- What you have to do:
All of the data needs to be reproduced with no alterations.

- Supplied records:
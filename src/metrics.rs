//! Rolling request counters for diagnosing refresh storms and noisy polling.

use std::sync::Arc;
use std::time::Duration;

use parking_lot::Mutex;
use tokio::task::JoinHandle;
use tokio::time::Instant;

use crate::endpoint;
use crate::refresh::RefreshReason;

const WINDOW: Duration = Duration::from_secs(60);

#[derive(Debug, Clone, Copy, PartialEq, Eq)]
pub struct MetricsWindow {
    pub started_at: Instant,
    pub total_requests: u64,
    pub health_requests: u64,
    pub unauthorized_responses: u64,
    pub refresh_attempts: u64,
    pub refresh_failures: u64,
    pub refresh_bootstrap: u64,
    pub refresh_response_401: u64,
}

impl MetricsWindow {
    fn new() -> Self {
        Self {
            started_at: Instant::now(),
            total_requests: 0,
            health_requests: 0,
            unauthorized_responses: 0,
            refresh_attempts: 0,
            refresh_failures: 0,
            refresh_bootstrap: 0,
            refresh_response_401: 0,
        }
    }
}

/// Request metrics, a no-op unless enabled.
pub struct ApiMetrics {
    enabled: bool,
    window: Mutex<MetricsWindow>,
}

impl ApiMetrics {
    #[must_use]
    pub fn new(enabled: bool) -> Self {
        Self {
            enabled,
            window: Mutex::new(MetricsWindow::new()),
        }
    }

    #[must_use]
    pub fn is_enabled(&self) -> bool {
        self.enabled
    }

    fn record(&self, f: impl FnOnce(&mut MetricsWindow)) {
        if self.enabled {
            f(&mut self.window.lock());
        }
    }

    pub fn track_request(&self, url: &str) {
        let health = endpoint::is_health(url);
        self.record(|w| {
            w.total_requests += 1;
            if health {
                w.health_requests += 1;
            }
        });
    }

    pub fn track_status(&self, status: u16) {
        if status == 401 {
            self.record(|w| w.unauthorized_responses += 1);
        }
    }

    pub fn track_refresh_attempt(&self, reason: RefreshReason) {
        self.record(|w| {
            w.refresh_attempts += 1;
            match reason {
                RefreshReason::Bootstrap => w.refresh_bootstrap += 1,
                RefreshReason::Response401 => w.refresh_response_401 += 1,
            }
        });
    }

    pub fn track_refresh_failure(&self) {
        self.record(|w| w.refresh_failures += 1);
    }

    /// Copy of the current window.
    #[must_use]
    pub fn snapshot(&self) -> MetricsWindow {
        *self.window.lock()
    }

    /// Log the current window and start a new one. Returns the closed window.
    pub fn flush(&self) -> Option<MetricsWindow> {
        if !self.enabled {
            return None;
        }
        let closed = std::mem::replace(&mut *self.window.lock(), MetricsWindow::new());

        let elapsed = closed.started_at.elapsed().max(Duration::from_millis(1));
        let minutes = elapsed.as_secs_f64() / 60.0;
        let health_per_minute = closed.health_requests as f64 / minutes;
        let unauthorized_per_thousand = if closed.total_requests > 0 {
            closed.unauthorized_responses as f64 / closed.total_requests as f64 * 1000.0
        } else {
            0.0
        };

        tracing::info!(
            window_secs = elapsed.as_secs(),
            requests = closed.total_requests,
            health_requests = closed.health_requests,
            health_per_minute = round2(health_per_minute),
            unauthorized = closed.unauthorized_responses,
            unauthorized_per_thousand = round2(unauthorized_per_thousand),
            refresh_attempts = closed.refresh_attempts,
            refresh_failures = closed.refresh_failures,
            refresh_bootstrap = closed.refresh_bootstrap,
            refresh_response_401 = closed.refresh_response_401,
            "API metrics window"
        );
        Some(closed)
    }

    /// Flush once a minute on the current runtime. `None` when disabled.
    pub fn spawn_reporter(self: &Arc<Self>) -> Option<JoinHandle<()>> {
        if !self.enabled {
            return None;
        }
        let metrics = Arc::clone(self);
        Some(tokio::spawn(async move {
            let mut ticker = tokio::time::interval(WINDOW);
            ticker.tick().await;
            loop {
                ticker.tick().await;
                metrics.flush();
            }
        }))
    }
}

fn round2(v: f64) -> f64 {
    (v * 100.0).round() / 100.0
}
//! Shared fixtures for the integration tests.

#![allow(dead_code)]

use std::sync::Arc;
use std::sync::atomic::{AtomicUsize, Ordering};
use std::time::Duration;

use parking_lot::Mutex;
use serde_json::{Value, json};
use student_portal_auth::{
    ApiClient, ClientConfig, LifecycleStatus, MemoryHintStore, Navigator, QueryCache, RolePolicy,
    SessionController,
};
use wiremock::MockServer;

/// Navigator that records every navigation.
#[derive(Default)]
pub struct RecordingNavigator {
    pub path: Mutex<String>,
    pub pushed: Mutex<Vec<String>>,
    pub assigned: Mutex<Vec<String>>,
}

impl RecordingNavigator {
    pub fn at(path: &str) -> Arc<Self> {
        let nav = Self::default();
        *nav.path.lock() = path.to_owned();
        Arc::new(nav)
    }

    pub fn pushed(&self) -> Vec<String> {
        self.pushed.lock().clone()
    }

    pub fn assigned(&self) -> Vec<String> {
        self.assigned.lock().clone()
    }
}

impl Navigator for RecordingNavigator {
    fn current_path(&self) -> String {
        self.path.lock().clone()
    }

    fn push(&self, path: &str) {
        *self.path.lock() = path.to_owned();
        self.pushed.lock().push(path.to_owned());
    }

    fn assign(&self, url: &str) {
        self.assigned.lock().push(url.to_owned());
    }
}

/// Query cache that counts invalidations.
#[derive(Default)]
pub struct CountingCache {
    clears: AtomicUsize,
}

impl CountingCache {
    pub fn clears(&self) -> usize {
        self.clears.load(Ordering::SeqCst)
    }
}

impl QueryCache for CountingCache {
    fn clear(&self) {
        self.clears.fetch_add(1, Ordering::SeqCst);
    }
}

pub struct Harness {
    pub session: Arc<SessionController>,
    pub client: ApiClient,
    pub navigator: Arc<RecordingNavigator>,
    pub cache: Arc<CountingCache>,
    pub hints: Arc<MemoryHintStore>,
}

pub fn config(server: &MockServer) -> ClientConfig {
    let base = server.uri().parse().unwrap();
    ClientConfig::new(base)
        .with_request_timeout(Duration::from_secs(5))
        .with_refresh_cooldown(Duration::from_secs(30))
        .with_ready_timeout(Duration::from_secs(5))
}

/// Client whose lifecycle has already settled, so nothing is gated.
pub fn ready_client(server: &MockServer) -> ApiClient {
    let client = ApiClient::new(config(server)).unwrap();
    client.set_auth_lifecycle_status(LifecycleStatus::Authenticated);
    client
}

pub fn harness(server: &MockServer, hint: bool) -> Harness {
    let client = ApiClient::new(config(server)).unwrap();
    let navigator = RecordingNavigator::at("/en");
    let cache = Arc::new(CountingCache::default());
    let hints = Arc::new(MemoryHintStore::new(hint));
    let session = SessionController::new(
        client.clone(),
        hints.clone(),
        navigator.clone(),
        cache.clone(),
        RolePolicy::default(),
    );
    Harness {
        session,
        client,
        navigator,
        cache,
        hints,
    }
}

pub fn token_body(token: &str) -> Value {
    json!({ "data": { "accessToken": token } })
}

pub fn me_body(role: &str) -> Value {
    json!({
        "data": {
            "id": "u-1",
            "email": "lina@example.com",
            "firstName": "Lina",
            "lastName": "Haddad",
            "role": role,
            "emailVerifiedAt": "2026-01-05T10:00:00Z"
        }
    })
}

pub fn expired_body() -> Value {
    json!({ "statusCode": 401, "message": "jwt expired" })
}

pub fn unauthorized_body() -> Value {
    json!({ "statusCode": 401, "message": "Unauthorized" })
}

- Written response:
filename src/metrics.rs
//! Rolling request counters for diagnosing refresh storms and noisy polling.

use std::sync::Arc;
use std::time::Duration;

use parking_lot::Mutex;
use tokio::task::JoinHandle;
use tokio::time::Instant;

use crate::endpoint;
use crate::refresh::RefreshReason;

const WINDOW: Duration = Duration::from_secs(60);

#[derive(Debug, Clone, Copy, PartialEq, Eq)]
pub struct MetricsWindow {
    pub started_at: Instant,
    pub total_requests: u64,
    pub health_requests: u64,
    pub unauthorized_responses: u64,
    pub refresh_attempts: u64,
    pub refresh_failures: u64,
    pub refresh_bootstrap: u64,
    pub refresh_response_401: u64,
}

impl MetricsWindow {
    fn new() -> Self {
        Self {
            started_at: Instant::now(),
            total_requests: 0,
            health_requests: 0,
            unauthorized_responses: 0,
            refresh_attempts: 0,
            refresh_failures: 0,
            refresh_bootstrap: 0,
            refresh_response_401: 0,
        }
    }
}

/// Request metrics, a no-op unless enabled.
pub struct ApiMetrics {
    enabled: bool,
    window: Mutex<MetricsWindow>,
}

impl ApiMetrics {
    #[must_use]
    pub fn new(enabled: bool) -> Self {
        Self {
            enabled,
            window: Mutex::new(MetricsWindow::new()),
        }
    }

    #[must_use]
    pub fn is_enabled(&self) -> bool {
        self.enabled
    }

    fn record(&self, f: impl FnOnce(&mut MetricsWindow)) {
        if self.enabled {
            f(&mut self.window.lock());
        }
    }

    pub fn track_request(&self, url: &str) {
        let health = endpoint::is_health(url);
        self.record(|w| {
            w.total_requests += 1;
            if health {
                w.health_requests += 1;
            }
        });
    }

    pub fn track_status(&self, status: u16) {
        if status == 401 {
            self.record(|w| w.unauthorized_responses += 1);
        }
    }

    pub fn track_refresh_attempt(&self, reason: RefreshReason) {
        self.record(|w| {
            w.refresh_attempts += 1;
            match reason {
                RefreshReason::Bootstrap => w.refresh_bootstrap += 1,
                RefreshReason::Response401 => w.refresh_response_401 += 1,
            }
        });
    }

    pub fn track_refresh_failure(&self) {
        self.record(|w| w.refresh_failures += 1);
    }

    /// Copy of the current window.
    #[must_use]
    pub fn snapshot(&self) -> MetricsWindow {
        *self.window.lock()
    }

    /// Log the current window and start a new one. Returns the closed window.
    pub fn flush(&self) -> Option<MetricsWindow> {
        if !self.enabled {
            return None;
        }
        let closed = std::mem::replace(&mut *self.window.lock(), MetricsWindow::new());

        let elapsed = closed.started_at.elapsed().max(Duration::from_millis(1));
        let minutes = elapsed.as_secs_f64() / 60.0;
        let health_per_minute = closed.health_requests as f64 / minutes;
        let unauthorized_per_thousand = if closed.total_requests > 0 {
            closed.unauthorized_responses as f64 / closed.total_requests as f64 * 1000.0
        } else {
            0.0
        };

        tracing::info!(
            window_secs = elapsed.as_secs(),
            requests = closed.total_requests,
            health_requests = closed.health_requests,
            health_per_minute = round2(health_per_minute),
            unauthorized = closed.unauthorized_responses,
            unauthorized_per_thousand = round2(unauthorized_per_thousand),
            refresh_attempts = closed.refresh_attempts,
            refresh_failures = closed.refresh_failures,
            refresh_bootstrap = closed.refresh_bootstrap,
            refresh_response_401 = closed.refresh_response_401,
            "API metrics window"
        );
        Some(closed)
    }

    /// Flush once a minute on the current runtime. `None` when disabled.
    pub fn spawn_reporter(self: &Arc<Self>) -> Option<JoinHandle<()>> {
        if !self.enabled {
            return None;
        }
        let metrics = Arc::clone(self);
        Some(tokio::spawn(async move {
            let mut ticker = tokio::time::interval(WINDOW);
            ticker.tick().await;
            loop {
                ticker.tick().await;
                metrics.flush();
            }
        }))
    }
}

fn round2(v: f64) -> f64 {
    (v * 100.0).round() / 100.0
}
//! Shared fixtures for the integration tests.

#![allow(dead_code)]

use std::sync::Arc;
use std::sync::atomic::{AtomicUsize, Ordering};
use std::time::Duration;

use parking_lot::Mutex;
use serde_json::{Value, json};
use student_portal_auth::{
    ApiClient, ClientConfig, LifecycleStatus, MemoryHintStore, Navigator, QueryCache, RolePolicy,
    SessionController,
};
use wiremock::MockServer;

/// Navigator that records every navigation.
#[derive(Default)]
pub struct RecordingNavigator {
    pub path: Mutex<String>,
    pub pushed: Mutex<Vec<String>>,
    pub assigned: Mutex<Vec<String>>,
}

impl RecordingNavigator {
    pub fn at(path: &str) -> Arc<Self> {
        let nav = Self::default();
        *nav.path.lock() = path.to_owned();
        Arc::new(nav)
    }

    pub fn pushed(&self) -> Vec<String> {
        self.pushed.lock().clone()
    }

    pub fn assigned(&self) -> Vec<String> {
        self.assigned.lock().clone()
    }
}

impl Navigator for RecordingNavigator {
    fn current_path(&self) -> String {
        self.path.lock().clone()
    }

    fn push(&self, path: &str) {
        *self.path.lock() = path.to_owned();
        self.pushed.lock().push(path.to_owned());
    }

    fn assign(&self, url: &str) {
        self.assigned.lock().push(url.to_owned());
    }
}

/// Query cache that counts invalidations.
#[derive(Default)]
pub struct CountingCache {
    clears: AtomicUsize,
}

impl CountingCache {
    pub fn clears(&self) -> usize {
        self.clears.load(Ordering::SeqCst)
    }
}

impl QueryCache for CountingCache {
    fn clear(&self) {
        self.clears.fetch_add(1, Ordering::SeqCst);
    }
}

pub struct Harness {
    pub session: Arc<SessionController>,
    pub client: ApiClient,
    pub navigator: Arc<RecordingNavigator>,
    pub cache: Arc<CountingCache>,
    pub hints: Arc<MemoryHintStore>,
}

pub fn config(server: &MockServer) -> ClientConfig {
    let base = server.uri().parse().unwrap();
    ClientConfig::new(base)
        .with_request_timeout(Duration::from_secs(5))
        .with_refresh_cooldown(Duration::from_secs(30))
        .with_ready_timeout(Duration::from_secs(5))
}

/// Client whose lifecycle has already settled, so nothing is gated.
pub fn ready_client(server: &MockServer) -> ApiClient {
    let client = ApiClient::new(config(server)).unwrap();
    client.set_auth_lifecycle_status(LifecycleStatus::Authenticated);
    client
}

pub fn harness(server: &MockServer, hint: bool) -> Harness {
    let client = ApiClient::new(config(server)).unwrap();
    let navigator = RecordingNavigator::at("/en");
    let cache = Arc::new(CountingCache::default());
    let hints = Arc::new(MemoryHintStore::new(hint));
    let session = SessionController::new(
        client.clone(),
        hints.clone(),
        navigator.clone(),
        cache.clone(),
        RolePolicy::default(),
    );
    Harness {
        session,
        client,
        navigator,
        cache,
        hints,
    }
}

pub fn token_body(token: &str) -> Value {
    json!({ "data": { "accessToken": token } })
}

pub fn me_body(role: &str) -> Value {
    json!({
        "data": {
            "id": "u-1",
            "email": "lina@example.com",
            "firstName": "Lina",
            "lastName": "Haddad",
            "role": role,
            "emailVerifiedAt": "2026-01-05T10:00:00Z"
        }
    })
}

pub fn expired_body() -> Value {
    json!({ "statusCode": 401, "message": "jwt expired" })
}

pub fn unauthorized_body() -> Value {
    json!({ "statusCode": 401, "message": "Unauthorized" })
}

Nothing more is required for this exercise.